Zunächst schien nach dem Ungarn-GP der Hauskrach bei McLaren um die äußerst unglückliche Teamorder-Aktion, die Oscar Piastri seinen ersten Grand Prix Sieg einbrachte, das große Thema zu sein. Doch während dort nach relativ kurzer Zeit zumindest nach außen hin wieder Ruhe einkehrte, Lando Norris bereits auf der Pressekonferenz versöhnliche Töne anschlug, meinte, die Entscheidung sei fair gewesen, da er selbst durch seinen Fehler am Start seine Siegchancen vergeben habe, sieht das bei Red Bull anders aus.
Dort droht die Lage angesichts der verlorenen Dominanz, des deutlichen Rückstands auf McLaren, zunehmender Fehler und eines ob der Gesamtsituation zunehmend frustrierten Max Verstappen immer weiter zu eskalieren. Der Weltmeister, der ja schon seit Wochen warnt, es müsse endlich etwas passieren, wurde nach seinen Auseinandersetzungen am Funk mit Renningenieur Gianpiero Lambiase, der sein Verhalten unter anderem als „kindisch“ bezeichnet hatte, richtig sauer: „Ich sage immer meine Meinung. Gewisse Leute in unserem Team müssen sich hinterfragen. Es passieren zu viele Fehler. Die Strategie verstehe ich bis jetzt nicht.

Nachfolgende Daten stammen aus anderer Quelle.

//! Drag-and-drop reordering inside one reference

use crate::FileId;
use std::collections::HashMap;

/// Compute the order after dropping `dragged` onto `target`
///
/// `current` is the saved custom order, if any; `visible` is the displayed
/// sequence of the reference's files and seeds the order when nothing is saved.
/// The result still needs pruning against the reference's members.
pub fn move_before(
    current: Option<&[FileId]>,
    visible: &[FileId],
    dragged: FileId,
    target: FileId,
) -> Vec<FileId> {
    let mut order: Vec<FileId> = current.unwrap_or(visible).to_vec();
    order.retain(|id| *id != dragged);

    if let Some(at) = order.iter().position(|id| *id == target) {
        order.insert(at, dragged);
        return order;
    }

    // Target missing from the saved order: fall back to display ranks
    let rank: HashMap<FileId, usize> = visible.iter().enumerate().map(|(i, id)| (*id, i)).collect();
    let slot = rank.get(&target).and_then(|target_rank| {
        order
            .iter()
            .position(|id| rank.get(id).is_some_and(|r| r >= target_rank))
    });

    match slot {
        Some(at) => order.insert(at, dragged),
        None => order.push(dragged),
    }
    order
}

#[cfg(test)]
mod tests {
    use super::*;

    fn ids(n: usize) -> Vec<FileId> {
        (0..n).map(|_| FileId::new()).collect()
    }

    #[test]
    fn test_seeded_from_visible() {
        let v = ids(3);
        let (x, y, z) = (v[0], v[1], v[2]);
        assert_eq!(move_before(None, &v, z, x), vec![z, x, y]);
    }

    #[test]
    fn test_moves_down() {
        let v = ids(4);
        assert_eq!(move_before(Some(&v), &v, v[0], v[3]), vec![v[1], v[2], v[0], v[3]]);
    }

    #[test]
    fn test_target_outside_saved_order_uses_visible_rank() {
        let v = ids(4);
        // Saved order knows a, b, d; c was associated later and only shows up on screen
        let saved = vec![v[0], v[1], v[3]];
        let result = move_before(Some(&saved), &v, v[0], v[2]);
        assert_eq!(result, vec![v[1], v[0], v[3]]);
    }

    #[test]
    fn test_invisible_target_appends() {
        let v = ids(3);
        let stranger = FileId::new();
        assert_eq!(move_before(Some(&v), &v, v[0], stranger), vec![v[1], v[2], v[0]]);
    }
}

Da müsst ihr beim Team nachfragen.“ Die Nachfrage, ob er mit seinem Ton am Funk nicht überzogen habe, beantwortete er mit einem deutlichen Hinweis an seine Kritiker: „Die können sich alle verpissen“ – was im englischen Originalton mit dem F-Wort noch drastischer klang.

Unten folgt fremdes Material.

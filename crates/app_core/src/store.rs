//! Canonical collections: files, references and per-reference custom order
//!
//! Every mutation keeps these post-conditions:
//! - a custom order lists each file at most once, only files associated with
//!   its reference, and is never empty
//! - a file's reference is either `None` or an existing reference

use crate::{AppError, FileId, FileRecord, Origin, Rating, Reference, ReferenceId};
use std::collections::{HashMap, HashSet};

#[derive(Debug, Clone, Default, PartialEq)]
pub struct EntityStore {
    files: Vec<FileRecord>,
    references: Vec<Reference>,
    custom_order: HashMap<ReferenceId, Vec<FileId>>,
}

impl EntityStore {
    pub fn new() -> Self {
        Self::default()
    }

    // ===== Queries =====

    pub fn files(&self) -> &[FileRecord] {
        &self.files
    }

    /// References in creation order
    pub fn references(&self) -> &[Reference] {
        &self.references
    }

    pub fn file(&self, id: FileId) -> Option<&FileRecord> {
        self.files.iter().find(|f| f.id == id)
    }

    pub fn reference(&self, id: ReferenceId) -> Option<&Reference> {
        self.references.iter().find(|r| r.id == id)
    }

    pub fn custom_order(&self, reference: ReferenceId) -> Option<&[FileId]> {
        self.custom_order.get(&reference).map(Vec::as_slice)
    }

    pub fn custom_orders(&self) -> &HashMap<ReferenceId, Vec<FileId>> {
        &self.custom_order
    }

    pub fn files_for(&self, reference: ReferenceId) -> impl Iterator<Item = &FileRecord> {
        self.files.iter().filter(move |f| f.is_associated_with(reference))
    }

    // ===== Files =====

    pub fn add_files<I: IntoIterator<Item = FileRecord>>(&mut self, files: I) -> usize {
        let before = self.files.len();
        self.files.extend(files);
        self.files.len() - before
    }

    /// Remove a file and purge it from every custom order
    pub fn remove_file(&mut self, id: FileId) -> Option<FileRecord> {
        let index = self.files.iter().position(|f| f.id == id)?;
        let removed = self.files.remove(index);
        self.purge_from_orders(&HashSet::from([id]));
        Some(removed)
    }

    /// Associate files with a reference, or clear their association
    ///
    /// Unknown file ids are ignored. Returns the number of files whose
    /// association changed.
    pub fn set_association(
        &mut self,
        ids: &[FileId],
        reference: Option<ReferenceId>,
        now: i64,
    ) -> Result<usize, AppError> {
        if let Some(r) = reference {
            if self.reference(r).is_none() {
                return Err(AppError::ReferenceNotFound(r.to_string()));
            }
        }

        let wanted: HashSet<FileId> = ids.iter().copied().collect();
        let mut moved: Vec<(FileId, Option<ReferenceId>)> = Vec::new();

        for file in self.files.iter_mut().filter(|f| wanted.contains(&f.id)) {
            if file.reference == reference {
                continue;
            }
            moved.push((file.id, file.reference));
            file.reference = reference;
            file.last_modified = now;
        }

        for (id, old) in &moved {
            if let Some(old) = old {
                self.prune_order(*old, |f| f != *id);
            }
        }

        if let Some(r) = reference {
            if !moved.is_empty() {
                // Newly associated files go last, in the caller's order
                let mut fresh: HashSet<FileId> = moved.iter().map(|(id, _)| *id).collect();
                let order = self.custom_order.entry(r).or_default();
                order.extend(ids.iter().copied().filter(|id| fresh.remove(id)));
            }
        }

        Ok(moved.len())
    }

    pub fn set_rating(&mut self, ids: &[FileId], rating: Rating) -> usize {
        let wanted: HashSet<FileId> = ids.iter().copied().collect();
        let mut changed = 0;
        for file in self.files.iter_mut().filter(|f| wanted.contains(&f.id)) {
            file.rating = rating;
            changed += 1;
        }
        changed
    }

    // ===== References =====

    /// Add references, skipping blanks and case-insensitive duplicates
    pub fn add_references<I, S>(&mut self, texts: I) -> Vec<ReferenceId>
    where
        I: IntoIterator<Item = S>,
        S: AsRef<str>,
    {
        let mut known: HashSet<String> =
            self.references.iter().map(|r| r.text.to_lowercase()).collect();
        let mut added = Vec::new();

        for text in texts {
            let text = text.as_ref().trim();
            if text.is_empty() || !known.insert(text.to_lowercase()) {
                continue;
            }
            let reference = Reference::new(text);
            added.push(reference.id);
            self.references.push(reference);
        }

        added
    }

    /// Delete a reference, unassociating its files and dropping its order
    pub fn remove_reference(&mut self, id: ReferenceId, now: i64) -> Option<Reference> {
        let index = self.references.iter().position(|r| r.id == id)?;
        let removed = self.references.remove(index);

        for file in self.files.iter_mut().filter(|f| f.reference == Some(id)) {
            file.reference = None;
            file.last_modified = now;
        }
        self.custom_order.remove(&id);

        Some(removed)
    }

    // ===== Custom order =====

    /// Replace a reference's custom order
    ///
    /// Duplicates and files not associated with the reference are dropped; an
    /// empty result deletes the entry.
    pub fn reorder_within_reference(&mut self, reference: ReferenceId, order: Vec<FileId>) {
        let members: HashSet<FileId> = self.files_for(reference).map(|f| f.id).collect();
        let mut seen = HashSet::new();
        let order: Vec<FileId> = order
            .into_iter()
            .filter(|id| members.contains(id) && seen.insert(*id))
            .collect();

        if order.is_empty() {
            self.custom_order.remove(&reference);
        } else {
            self.custom_order.insert(reference, order);
        }
    }

    // ===== Bulk =====

    /// Swap in a new file collection computed by a sync pass
    ///
    /// `gone` lists ids that left the store; they are purged from every order.
    pub(crate) fn commit_files(&mut self, files: Vec<FileRecord>, gone: &HashSet<FileId>) {
        self.files = files;
        if !gone.is_empty() {
            self.purge_from_orders(gone);
        }
    }

    /// Remove every file matching `pred`, returning the removed ids
    pub(crate) fn remove_files_where<F>(&mut self, pred: F) -> HashSet<FileId>
    where
        F: Fn(&FileRecord) -> bool,
    {
        let gone: HashSet<FileId> = self.files.iter().filter(|f| pred(f)).map(|f| f.id).collect();
        if !gone.is_empty() {
            self.files.retain(|f| !gone.contains(&f.id));
            self.purge_from_orders(&gone);
        }
        gone
    }

    /// Drop every reference, association and custom order
    ///
    /// Files synced from `active_folder` stay synced; every other file
    /// becomes a manual file.
    pub(crate) fn reset_references(&mut self, active_folder: Option<&str>) {
        self.references.clear();
        self.custom_order.clear();

        for file in &mut self.files {
            file.reference = None;
            if !active_folder.is_some_and(|folder| file.origin.is_synced_from(folder)) {
                file.origin = Origin::Manual;
            }
        }
    }

    fn prune_order<F: Fn(FileId) -> bool>(&mut self, reference: ReferenceId, keep: F) {
        if let Some(order) = self.custom_order.get_mut(&reference) {
            order.retain(|id| keep(*id));
            if order.is_empty() {
                self.custom_order.remove(&reference);
            }
        }
    }

    fn purge_from_orders(&mut self, gone: &HashSet<FileId>) {
        self.custom_order.retain(|_, order| {
            order.retain(|id| !gone.contains(id));
            !order.is_empty()
        });
    }

    /// Verify the store invariants
    pub fn check(&self) -> Result<(), String> {
        let refs: HashSet<ReferenceId> = self.references.iter().map(|r| r.id).collect();

        for file in &self.files {
            if let Some(r) = file.reference {
                if !refs.contains(&r) {
                    return Err(format!("file {} points at missing reference {}", file.id, r));
                }
            }
        }

        for (r, order) in &self.custom_order {
            if order.is_empty() {
                return Err(format!("empty custom order for {}", r));
            }
            let mut seen = HashSet::new();
            for id in order {
                if !seen.insert(*id) {
                    return Err(format!("duplicate {} in custom order for {}", id, r));
                }
                match self.file(*id) {
                    Some(f) if f.reference == Some(*r) => {}
                    _ => return Err(format!("stale {} in custom order for {}", id, r)),
                }
            }
        }

        let mut synced_names = HashSet::new();
        for file in &self.files {
            if let Origin::Synced { folder } = &file.origin {
                if !synced_names.insert((folder.as_str(), file.name.as_str())) {
                    return Err(format!("duplicate synced name {} in {}", file.name, folder));
                }
            }
        }

        Ok(())
    }
}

Teamchef Christian Horner versuchte zu beruhigen: „Gianpiero und Max arbeiten seit acht Jahren zusammen. Sie werden sich intern aussprechen. Max war frustriert. Da muss man in der Hitze des Gefechts seinen Ärger auch verstehen.“ Im Prinzip sei vieles an Verstappens Kritik ja berechtigt: „Jeder im Team weiß, dass wir uns steigern müssen. Wir müssen jetzt die Daten sichten und schauen, wie wir unser Auto optimieren können.“
Auch Red-Bull-Motorsportkoordinator Helmut Marko äußert viel Verständnis für seinen Superstar. Schließlich habe das Team tatsächlich einen deutlichen Strategiefehler begangen, indem man den für das Überholen notwendigen Überschuss deutlich unterschätzt hätte, und außerdem sei halt eines zum anderen gekommen: „Es hat sich hier vor allem aufgestaut, wie gesagt, der hat sich mehr erwartet von dem Upgrade. 46 Hundertstel“ – der Rückstand auf die Pole im Qualifying – „das ist kaum messbar. Und wenn er vorne gestanden wäre, wäre das anders gewesen.“ Es sei halt auch eine neue Situation: „Max ist das nicht so gewohnt, wir sind das auch nicht so gewohnt, dass man richtig hart kämpfen muss, dass wir Gegner haben.“
Vor allem eben McLaren: „Wir müssen mehr arbeiten, es muss mehr kommen. Wir dürfen uns nicht den leichtesten Fehler erlauben, sonst sind die McLaren da. Beide Fahrer dort sind saustark und dem McLaren ist auch wurscht, welche Temperaturen, welche Strecke, welche Reifen. Der ist echt top.“ Damit sei das Papaya-Team „ein mehr als ernsthafter Gegner“. Was die eigenen Updates angehe, müsse man mit einer endgültigen Einschätzung noch etwas abwarten – das gelte auch für Verstappen: „Man muss Max sagen, dass er jetzt etwas Geduld und Verständnis zeigen muss. Denn das war erst das erste Rennen und Budapest ist nicht gerade eine der typischen Rennstrecken. Warten wir Spa ab, wie es da ausschaut.“
Was die Situation besonders brisant macht: Technisch gesehen verliert Red Bull derzeit eindeutig an Boden. Nicht nur gegen McLaren. Auch Mercedes holt mehr und mehr auf. Das Team, das Verstappen mit offenen Armen empfangen würde, sollte der sich bei Red Bull endgültig nicht mehr wohlfühlen. Der Kitt, mit dem dort die Zerwürfnisse der letzten Monate geglättet werden sollten, ist dünn. Und auch wenn die „Anpassungen“ im Vertrag mit Marko, auf die der Doktor nicht näher eingehen wollte, nach zahlreichen Interpretationen angeblich einen vorzeitigen Verstappen-Wechsel unmöglich machen sollen: Einen Fahrer, der wirklich gehen will, kann man nicht aufhalten, Verträge hin oder her ...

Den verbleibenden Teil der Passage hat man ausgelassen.